Nuova udienza oggi davanti alla Corte d’assise del Tribunale di Como del processo istruito nei confronti dei presunti mandanti del rapimento di Cristina Mazzotti, prelevata sul cancello della casa di famiglia a Eupilio (Como) il 30 giugno del 1975 e ritrovata morta il primo settembre successivo in una discarica di Galliate (Novara). Il tribunale ha disposto il proscioglimento per morte del reo di Giuseppe Morabito, 80 anni, nato ad Africo (Reggio Calabria) ma residente a Tradate (Varese), deceduto per malattia alla fine dello scorso mese di novembre, a processo già avviato.
Sul banco degli imputati rimangono Giuseppe Calabrò, 74 anni, reggino di San Luca residente a Bovalino (Reggio Calabria) detto «'u dutturicchiu», Antonio Talia, 73, di Africo (Reggio Calabria), e il reggino Demetrio Latella, 71, detto «Luciano», residente nel Novarese, l’uomo una cui impronta digitale fu trovata sulla carrozzeria della Mini sulla quale Cristina viaggiava la sera del rapimento.

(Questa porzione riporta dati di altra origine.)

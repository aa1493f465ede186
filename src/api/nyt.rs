//! New York Times client: most popular articles.

use super::types::{MostPopularResponse, PopularArticle};
use super::{get_json, with_query, ApiError, Endpoint, RequestSettings};
use std::fmt;
use std::str::FromStr;

pub const SERVICE: &str = "nyt";
pub const DEFAULT_BASE_URL: &str = "https://api.nytimes.com/svc";

/// Number of most-popular articles shown on the front page.
pub const HIGHLIGHT_COUNT: usize = 6;

/// Window the most-viewed ranking is computed over.
#[derive(Debug, Clone, Copy, Default, PartialEq, Eq)]
pub enum PopularPeriod {
    #[default]
    Day,
    Week,
    Month,
}

impl PopularPeriod {
    pub fn days(self) -> u32 {
        match self {
            PopularPeriod::Day => 1,
            PopularPeriod::Week => 7,
            PopularPeriod::Month => 30,
        }
    }
}

impl fmt::Display for PopularPeriod {
    fn fmt(&self, f: &mut fmt::Formatter<'_>) -> fmt::Result {
        write!(f, "{}", self.days())
    }
}

impl FromStr for PopularPeriod {
    type Err = String;

    fn from_str(s: &str) -> Result<Self, Self::Err> {
        match s.trim() {
            "1" | "day" => Ok(PopularPeriod::Day),
            "7" | "week" => Ok(PopularPeriod::Week),
            "30" | "month" => Ok(PopularPeriod::Month),
            other => Err(format!("invalid period '{other}' (expected 1, 7 or 30)")),
        }
    }
}

#[derive(Debug)]
pub struct NytClient {
    http: reqwest::Client,
    endpoint: Endpoint,
    settings: RequestSettings,
}

impl NytClient {
    pub fn new(http: reqwest::Client, endpoint: Endpoint, settings: RequestSettings) -> Self {
        Self {
            http,
            endpoint,
            settings,
        }
    }

    /// Most viewed articles over `period`.
    pub async fn most_viewed(&self, period: PopularPeriod) -> Result<MostPopularResponse, ApiError> {
        let path = format!("mostpopular/v2/viewed/{}.json", period.days());
        let url = with_query(
            self.endpoint.url(&path)?,
            [("api-key", Some(self.endpoint.api_key()?.to_string()))],
        );

        let response: MostPopularResponse = get_json(&self.http, &url, &self.settings).await?;
        tracing::debug!(
            period = period.days(),
            results = response.num_results,
            "Fetched most popular"
        );
        Ok(response)
    }
}

/// Leading articles for the front page.
pub fn highlights(response: &MostPopularResponse) -> &[PopularArticle] {
    let end = response.results.len().min(HIGHLIGHT_COUNT);
    &response.results[..end]
}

L’udienza di oggi ha avuto per protagonista il pentito di 'ndrangheta Antonino Cuzzola, 72 anni, che nel carcere di Porto Azzurro, tra il 1976 e il 1977, ebbe modo di condividere un periodo di detenzione con Franco Gattini, il «cassiere» che per conto della banda di rapitori intascò il riscatto di un miliardo e 50 milioni di lire pagato dal padre della ragazza quando, in realtà, Cristina era già morta. A Gattini, ha ricordato Cuzzola, si aggiunse dopo qualche mese anche il carceriere della ragazza, Giuliano Angelini, lui pure inviato a Porto Azzurro. «A me e a Gattini, Angelini disse che la ragazza si ribellava e gridava, allora lui andò in farmacia e acquistò una boccetta di Valium che le metteva nell’acqua, e poi delle pastiglie calmanti, ma si vede che gliene diede troppe. E la ragazza morì». Dell’eventuale ruolo di mandanti che la Procura attribuisce agli imputati, il testimone non ha saputo dire nulla. Si torna in aula mercoledì prossimo con altri testimoni dell’accusa.